Every Little Helps: The True Value Of Value In Business
Corporate giant, Tesco, the second most profitable commercial retailer in the world after Wal-Mart, has been fined £300,000 following allegations that they had misled customers.
The retailer admitted to four counts of unfair commercial practice following allegations that Tesco had misled the public over the real value of the strawberries. The strawberries were sold for one week each at £3.99 and then £2.99, then sold for £1.99 and labelled “half-price” for the remainder of June, July and August.
Tesco has apologised, accepted the fines, and released a statement. “We sell over 40,000 products in our stores, with thousands on promotion at any one time, but even one mistake is too many.”
Value for money
In issuing this statement, Tesco recognise their customers’ expectations to be sold a quality product, for good value.
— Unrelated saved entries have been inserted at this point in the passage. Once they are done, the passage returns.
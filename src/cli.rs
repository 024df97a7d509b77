//! CLI definition and dispatch.
//!
//! Progress goes to stderr through `tracing`; stdout carries only results
//! (the report, the canonical strategy or the translation).

use std::path::{Path, PathBuf};
use std::process::ExitCode;

use chrono::NaiveDate;
use clap::{Args, Parser, Subcommand};
use tracing::info;
use tracing_subscriber::layer::SubscriberExt;
use tracing_subscriber::util::SubscriberInitExt;
use tracing_subscriber::{EnvFilter, fmt};

use crate::adapters::csv_adapter::{self, CsvAdapter};
use crate::adapters::file_config_adapter::FileConfigAdapter;
use crate::adapters::text_report::TextReportAdapter;
use crate::domain::ast::Strategy;
use crate::domain::backtest::{BacktestOptions, run_backtest};
use crate::domain::config_validation::{
    config_date, validate_backtest_config, validate_strategy_config,
};
use crate::domain::error::StratlangError;
use crate::domain::evaluator::generate_signals;
use crate::domain::parser;
use crate::domain::translate::TranslatorKind;
use crate::ports::config_port::ConfigPort;
use crate::ports::data_port::DataPort;
use crate::ports::report_port::ReportPort;

#[derive(Parser, Debug)]
#[command(
    name = "stratlang",
    about = "Trading-rule DSL with a long-only backtester"
)]
pub struct Cli {
    /// Log pipeline detail to stderr
    #[arg(short, long, global = true)]
    pub verbose: bool,
    #[command(subcommand)]
    pub command: Command,
}

#[derive(Subcommand, Debug)]
pub enum Command {
    /// Backtest a strategy over a CSV price file
    Run(RunArgs),
    /// Parse a strategy and print its canonical form
    Validate {
        #[arg(long)]
        dsl: Option<String>,
        #[arg(short, long)]
        config: Option<PathBuf>,
    },
    /// Translate an English description into DSL
    Translate {
        #[arg(long)]
        nl: String,
        #[arg(long, default_value_t = TranslatorKind::Heuristic)]
        translator: TranslatorKind,
    },
}

#[derive(Args, Debug, Default)]
pub struct RunArgs {
    /// INI file with [data], [strategy], [backtest] and [export] sections
    #[arg(short, long)]
    pub config: Option<PathBuf>,
    #[arg(long)]
    pub csv: Option<PathBuf>,
    #[arg(long, conflicts_with = "nl")]
    pub dsl: Option<String>,
    /// English rules, translated to DSL before parsing
    #[arg(long)]
    pub nl: Option<String>,
    #[arg(long)]
    pub translator: Option<TranslatorKind>,
    #[arg(long)]
    pub position_size: Option<f64>,
    #[arg(long)]
    pub slippage_bps: Option<f64>,
    #[arg(long)]
    pub fee: Option<f64>,
    #[arg(long)]
    pub mark_to_market: bool,
    /// First date to include (YYYY-MM-DD)
    #[arg(long)]
    pub start: Option<NaiveDate>,
    /// Last date to include (YYYY-MM-DD)
    #[arg(long)]
    pub end: Option<NaiveDate>,
    #[arg(long)]
    pub export_signals: Option<PathBuf>,
    #[arg(long)]
    pub export_trades: Option<PathBuf>,
    /// Also write the text report here
    #[arg(short, long)]
    pub output: Option<PathBuf>,
}

pub fn run(cli: Cli) -> ExitCode {
    init_tracing(cli.verbose);
    let outcome = match cli.command {
        Command::Run(args) => run_pipeline(&args),
        Command::Validate { dsl, config } => run_validate(dsl.as_deref(), config.as_deref()),
        Command::Translate { nl, translator } => run_translate(&nl, translator),
    };
    match outcome {
        Ok(()) => ExitCode::SUCCESS,
        Err(code) => code,
    }
}

/// Install the stderr subscriber. `RUST_LOG` wins over the default filter.
pub fn init_tracing(verbose: bool) {
    let default = if verbose {
        "stratlang=debug"
    } else {
        "stratlang=info"
    };
    let _ = tracing_subscriber::registry()
        .with(EnvFilter::try_from_default_env().unwrap_or_else(|_| EnvFilter::new(default)))
        .with(fmt::layer().with_writer(std::io::stderr).with_target(false))
        .try_init();
}

fn fail(err: impl Into<StratlangError>) -> ExitCode {
    let err = err.into();
    eprintln!("error: {err}");
    (&err).into()
}

pub fn load_config(path: Option<&Path>) -> Result<FileConfigAdapter, ExitCode> {
    match path {
        Some(path) => {
            info!(path = %path.display(), "loading config");
            FileConfigAdapter::from_file(path).map_err(fail)
        }
        None => FileConfigAdapter::from_string("").map_err(fail),
    }
}

/// Strategy rules as given by the user, before any parsing.
#[derive(Debug, Clone, PartialEq)]
pub enum RuleSource {
    Dsl(String),
    Natural(String),
}

/// Command-line rules win; otherwise `[strategy] dsl`, then the
/// `entry`/`exit` pair, then `nl`.
pub fn resolve_rules(
    dsl: Option<&str>,
    nl: Option<&str>,
    config: &dyn ConfigPort,
) -> Result<RuleSource, StratlangError> {
    if let Some(dsl) = dsl {
        return Ok(RuleSource::Dsl(dsl.to_string()));
    }
    if let Some(nl) = nl {
        return Ok(RuleSource::Natural(nl.to_string()));
    }
    let get = |key: &str| {
        config
            .get_string("strategy", key)
            .filter(|s| !s.trim().is_empty())
    };
    if let Some(dsl) = get("dsl") {
        return Ok(RuleSource::Dsl(dsl));
    }
    if let (Some(entry), Some(exit)) = (get("entry"), get("exit")) {
        return Ok(RuleSource::Dsl(format!("ENTRY: {entry}\nEXIT: {exit}")));
    }
    if let Some(nl) = get("nl") {
        return Ok(RuleSource::Natural(nl));
    }
    Err(StratlangError::ConfigMissing {
        section: "strategy".into(),
        key: "dsl".into(),
    })
}

fn translator_kind(
    flag: Option<TranslatorKind>,
    config: &dyn ConfigPort,
) -> Result<TranslatorKind, StratlangError> {
    if let Some(kind) = flag {
        return Ok(kind);
    }
    match config.get_string("strategy", "translator") {
        Some(name) => name
            .parse()
            .map_err(|reason| StratlangError::ConfigInvalid {
                section: "strategy".into(),
                key: "translator".into(),
                reason,
            }),
        None => Ok(TranslatorKind::default()),
    }
}

/// Turn a rule source into DSL text, translating English when needed.
fn rules_to_dsl(source: RuleSource, kind: TranslatorKind) -> Result<String, StratlangError> {
    match source {
        RuleSource::Dsl(dsl) => Ok(dsl),
        RuleSource::Natural(text) => {
            let dsl = kind.build().translate(&text)?;
            info!(translator = %kind, dsl = %dsl.replace('\n', " "), "translated rules");
            Ok(dsl)
        }
    }
}

/// Parse, printing the offending line with a caret on failure.
pub fn parse_strategy(dsl: &str) -> Result<Strategy, ExitCode> {
    parser::parse(dsl).map_err(|e| {
        eprintln!("error: failed to parse strategy:\n{}", e.display_with_context(dsl));
        (&StratlangError::from(e)).into()
    })
}

/// `[backtest]` values over the built-in defaults.
pub fn build_backtest_options(config: &dyn ConfigPort) -> Result<BacktestOptions, StratlangError> {
    let defaults = BacktestOptions::default();
    Ok(BacktestOptions {
        position_size: config.get_double("backtest", "position_size", defaults.position_size)?,
        slippage_bps: config.get_double("backtest", "slippage_bps", defaults.slippage_bps)?,
        fee_per_trade: config.get_double("backtest", "fee_per_trade", defaults.fee_per_trade)?,
        mark_to_market: config.get_bool("backtest", "mark_to_market", defaults.mark_to_market)?,
    })
}

fn apply_overrides(mut options: BacktestOptions, args: &RunArgs) -> Result<BacktestOptions, StratlangError> {
    let invalid = |key: &str, reason: &str| StratlangError::ConfigInvalid {
        section: "command line".into(),
        key: key.into(),
        reason: reason.into(),
    };
    if let Some(size) = args.position_size {
        if size <= 0.0 || !size.is_finite() {
            return Err(invalid("position-size", "must be positive"));
        }
        options.position_size = size;
    }
    if let Some(bps) = args.slippage_bps {
        if bps < 0.0 {
            return Err(invalid("slippage-bps", "must be non-negative"));
        }
        options.slippage_bps = bps;
    }
    if let Some(fee) = args.fee {
        if fee < 0.0 {
            return Err(invalid("fee", "must be non-negative"));
        }
        options.fee_per_trade = fee;
    }
    options.mark_to_market |= args.mark_to_market;
    Ok(options)
}

/// Config paths are relative to the config file, flag paths to the
/// working directory.
fn config_path(config: &dyn ConfigPort, base: Option<&Path>, section: &str, key: &str) -> Option<PathBuf> {
    let value = config.get_string(section, key).filter(|s| !s.trim().is_empty())?;
    let path = PathBuf::from(value.trim());
    match base.and_then(Path::parent) {
        Some(dir) if path.is_relative() => Some(dir.join(path)),
        _ => Some(path),
    }
}

fn run_pipeline(args: &RunArgs) -> Result<(), ExitCode> {
    // Stage 1: Load and validate config
    let config = load_config(args.config.as_deref())?;
    validate_backtest_config(&config).map_err(fail)?;
    validate_strategy_config(&config).map_err(fail)?;
    let base = args.config.as_deref();

    // Stage 2: Resolve, translate and parse the rules
    let source = resolve_rules(args.dsl.as_deref(), args.nl.as_deref(), &config).map_err(fail)?;
    let kind = translator_kind(args.translator, &config).map_err(fail)?;
    let dsl = rules_to_dsl(source, kind).map_err(fail)?;
    let strategy = parse_strategy(&dsl)?;
    info!(%strategy, "parsed strategy");

    // Stage 3: Backtest options, command line over config
    let options = build_backtest_options(&config)
        .and_then(|options| apply_overrides(options, args))
        .map_err(fail)?;

    // Stage 4: Load prices
    let csv_path = match args.csv.clone() {
        Some(path) => path,
        None => config_path(&config, base, "data", "csv").ok_or_else(|| {
            fail(StratlangError::ConfigMissing {
                section: "data".into(),
                key: "csv".into(),
            })
        })?,
    };
    let start = match args.start {
        Some(date) => Some(date),
        None => config_date(&config, "start_date").map_err(fail)?,
    };
    let end = match args.end {
        Some(date) => Some(date),
        None => config_date(&config, "end_date").map_err(fail)?,
    };
    if let (Some(s), Some(e)) = (start, end) {
        if s > e {
            return Err(fail(StratlangError::ConfigInvalid {
                section: "data".into(),
                key: "start_date".into(),
                reason: "start_date must not be after end_date".into(),
            }));
        }
    }
    info!(path = %csv_path.display(), "loading prices");
    let data = CsvAdapter::new(&csv_path);
    let table = data.fetch_table(start, end).map_err(fail)?;

    // Stage 5: Signals and backtest
    info!(rows = table.len(), "evaluating strategy");
    let signals = generate_signals(&strategy, &table).map_err(fail)?;
    let result = run_backtest(&table, &signals, &options).map_err(fail)?;
    info!(
        trades = result.stats.num_trades,
        total_return_pct = result.stats.total_return_pct,
        "backtest complete"
    );

    // Stage 6: Report and exports
    let report = TextReportAdapter::new();
    print!("{}", report.render(&result, &strategy));

    let export = |flag: &Option<PathBuf>, key: &str| {
        flag.clone()
            .or_else(|| config_path(&config, base, "export", key))
    };
    if let Some(path) = export(&args.export_signals, "signals") {
        csv_adapter::export_signals(&path, &signals).map_err(fail)?;
        info!(path = %path.display(), "signals written");
    }
    if let Some(path) = export(&args.export_trades, "trades") {
        csv_adapter::export_trades(&path, &result.trades).map_err(fail)?;
        info!(path = %path.display(), "trades written");
    }
    if let Some(path) = export(&args.output, "report") {
        report.write(&result, &strategy, &path).map_err(fail)?;
        info!(path = %path.display(), "report written");
    }
    Ok(())
}

fn run_validate(dsl: Option<&str>, config_file: Option<&Path>) -> Result<(), ExitCode> {
    let config = load_config(config_file)?;
    validate_strategy_config(&config).map_err(fail)?;
    let source = resolve_rules(dsl, None, &config).map_err(fail)?;
    let kind = translator_kind(None, &config).map_err(fail)?;
    let text = rules_to_dsl(source, kind).map_err(fail)?;
    let strategy = parse_strategy(&text)?;
    println!("ENTRY: {}", strategy.entry);
    println!("EXIT: {}", strategy.exit);
    Ok(())
}

fn run_translate(nl: &str, kind: TranslatorKind) -> Result<(), ExitCode> {
    let translator = kind.build();
    let structured = translator.structure(nl).map_err(fail)?;
    let json = serde_json::to_string_pretty(&structured).map_err(fail)?;
    let dsl = crate::domain::translate::structured_to_dsl(&structured);
    parse_strategy(&dsl)?;
    println!("{json}");
    println!();
    println!("{dsl}");
    Ok(())
}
We have already discussed the relationship between cost and quality, and how each can be optimised within your business.
The central issue here is that of value. Tesco’s decision to sell the strawberries at £1.99 for most of the summer implies that there was no real bargain – no real value for money. But this illusion was nevertheless created by the words “Half Price”.
When dealing with your business, your customers want to know that they will benefit from the value of your product or service. Shep Hyken, customer service speaker and blogger, argues that if you fail to provide good value, your business will ultimately not be as successful.
Real vs. perceived value
The strawberries on sale for £1.99 at Tesco in 2011, have been criticised as “not good value.” But at the time, the offer was perceived by many to indicate “very good value.” The difference between real value and perceived value is crucial, but it can be a slippery measurement.
Real value can be measured by weighing production costs against the cost of an item or service for the customer. Perceived value, however, is much more subjective, dependent on the value the customer attributes to a service or product, in relation to how much it costs.
Brand is an important consideration here. Customers are arguably more inclined to perceive value in a supermarket because we are accustomed to seeing a wide range of offers on various products across stores. We assume that because these chains are so big, they can afford to provide value, and still make a profit.
When customers make the decision to deal with your business, what value do you offer in return? Do customers perceive your product or service to be of better value than those of your competitors?
Focus on the provision of real value. Make your service as helpful, and useful as possible. Build a reputation for reliability, and sustainability, and the perceived value of your product will increase. People will recommend your business and add to your credibility. They will basically market your product for free by word of mouth.
Make sure to provide real value, and you can increase your brand’s perceived value
It is marketing’s role to convert the real value of your product into perceived value. Conduct customer interviews, or surveys, to discover how they see the value of your service. Social media is a good way to receive feedback. Play to your strengths, and work to fix your weaknesses.
For Tesco, this half-price blunder will prove an embarrassment. But they will apply a heavy dose of PR, and probably continue to be the second most profitable commercial retailer in the world.
For your SME? If your customers realised that the value of your product or service had been inflated, would they continue to do business with you? Your company’s perceived value should rest on the actual value of your product. As your brand grows, so too will the perceived value of your products.